Intended for healthcare professionals


Falls after strokes

BMJ 1995; 311 doi: (Published 08 July 1995) Cite this as: BMJ 1995;311:74
  1. Peter W Overstall
  1. Consultant in geriatric medicine General Hospital, Hereford HR1 2PA

    They are common and need a multi-intervention approach

    Thirty years ago Lord Brain remarked that hemiplegic patients rarely fell because they had to concentrate so hard to walk at all.1 Yet the paper in this issue by Forster and Young, which looks at falls in patients who had had strokes and were living at home, shows that, far from being rare, falls are more than twice as likely in this group than in the rest of the elderly community (p 83).2 So why has our view of this group of patients changed? Probably because, as a result of demographic change and improved rehabilitation and community services, elderly patients living at home now considerably outnumber the younger and fitter patients seen by neurologists in the past.

    The important point about the patients in Forster and Young's study is that they were elderly and therefore at an increased risk of falls even without the stroke. About 30% of people over 65 living in the community fall each year,3 4 and although only one in 10 falls results in serious injury, there is considerable morbidity and loss of independence resulting from fear of further falls.

    Attention to balance

    An elderly person who has frequent spontaneous falls (as opposed to someone who has a single trip or accident) usually has several impaired components of his or her system of balance. Maintaining balance while standing depends on the integration of sensory inputs (somatosensory, visual, and vestibular) with motor processes in the limbs and trunk.5 In old age loss of sensory information is poorly tolerated and there is an inability to weigh and select appropriate responses quickly when the environment changes suddenly. This slower processing of central information is crucial and contributes to the increased risk of falling in patients with stroke, those with Alzheimer's disease, and those who have been oversedated with hypnotics. A 10% increase in mean response times could result in a fivefold to sixfold increase in falls.6 Even healthy elderly subjects have a reduced central processing capacity so that reaction times (for example, to sound) are increased when sensory postural information is reduced. In other words, older people have to devote more attention to maintaining posture.7

    Clearly, some patients with stroke must make a substantial effort simply to stand and walk. Anything that reduces attention such as anxiety or depression puts them at risk and may explain why those patients in Forster and Young's study who were less socially active and were depressed were more likely to fall.

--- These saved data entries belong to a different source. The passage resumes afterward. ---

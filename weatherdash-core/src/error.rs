use thiserror::Error;

/// Failure of a single provider request.
#[derive(Debug, Error)]
pub enum FetchError {
    /// The request could not be sent or no response arrived.
    #[error("network error: {0}")]
    Network(#[source] reqwest::Error),

    /// The provider answered with a non-2xx status.
    #[error("Error {status}: {reason}")]
    Upstream { status: u16, reason: String },

    #[error("malformed response: {0}")]
    MalformedResponse(String),
}

impl FetchError {
    /// Wraps a transport error. The URL is stripped because its query carries the API key.
    pub fn network(err: reqwest::Error) -> Self {
        FetchError::Network(err.without_url())
    }

    /// HTTP status of an upstream failure, if any.
    pub fn status(&self) -> Option<u16> {
        match self {
            FetchError::Upstream { status, .. } => Some(*status),
            FetchError::Network(err) => err.status().map(|s| s.as_u16()),
            FetchError::MalformedResponse(_) => None,
        }
    }

    /// Message shown to the user when a weather fetch fails.
    pub fn user_message(&self) -> String {
        format!("Failed to fetch weather data due to {self}. Please try again.")
    }
}

/// Why the device position could not be read.
#[derive(Debug, Clone, PartialEq, Eq, Error)]
pub enum GeolocationError {
    #[error("location permission denied")]
    PermissionDenied,
    #[error("location request timed out")]
    Timeout,
    #[error("location unavailable: {0}")]
    PositionUnavailable(String),
    #[error("geolocation is not supported")]
    Unsupported,
}

impl GeolocationError {
    /// Advisory shown when falling back to the default city.
    pub fn advisory(&self, fallback: &str) -> String {
        let reason = match self {
            GeolocationError::PermissionDenied => "Location access was denied",
            GeolocationError::Timeout => "Finding your location took too long",
            GeolocationError::PositionUnavailable(_) => "Your location could not be determined",
            GeolocationError::Unsupported => "Geolocation is not available",
        };
        format!("{reason}. Showing weather for {fallback} instead.")
    }
}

    Apart from perceptual difficulties and the obvious ataxia seen after a posterior circulation stroke, hemiplegia itself affects balance. The stance is asymmetric--with about 70% of the total body weight shifted on to the unaffected leg--and postural sway is increased.8 The more unsteady the stance the more it affects the walking pattern; objective laboratory measures of stance and walking pattern correlate with clinical motor assessment and the Barthel activities of daily living index.9 The hemiplegic gait is characterised by slower, shorter steps; lack of smoothness; and asymmetry. Increased walking speed seems to correlate with improvements in functional ability and is another measurement that could be added to the clinical assessment.

    Reducing risks

    Forster and Young's study offers some support for the usefulness of clinical assessments of stroke as predictors of falls, but the scope needs to be broadened. Modifiable risk factors for falls such as quadriceps weakness, visual impairment (low contrast visual acuity and contrast sensitivity), inappropriate drug treatment (especially sedatives), and poor general health (for example, due to heart failure) need to be identified.3 4 10 Since the likelihood of falls increases with the number of risk factors present, prevention needs to address as many as possible and involve the whole of the multidisciplinary team. A recent study of intervention that concentrated on improving gait, balance, and muscle strength; reviewing drugs; and modifying environments reduced the risk of falling by 30%.11

    Elderly patients who have had strokes should be targeted for this kind of approach. In addition to the usual techniques to reduce spasticity and increase standing symmetry, balance may be further improved by using biofeedback on postural sway.8 Identifying and correcting caused of imbalance not due to stroke might result in patients having new spectacles or physiotherapy to relieve unsteadiness caused by cervical spondylosis or vestibular lesions. Programmes either of general exercises with an emphasis on social interaction and enjoyment12 or of exercises designed to challenge the system that controls balance13 improve balance, but such approaches on their own have not yet been shown to affect the rate of falling.

    None the less, they should be part of the overall strategy developed by community teams aimed at maximising patients' health and confidence. Environmental hazards are not a risk factor for the general elderly population, but a patient who has had a stroke is more vulnerable and his or her home should be carefully assessed. Someone living alone should be provided with an alarm (such as the Piper lifeline), and all should be taught how to get up from the floor, although both these interventions need evaluating.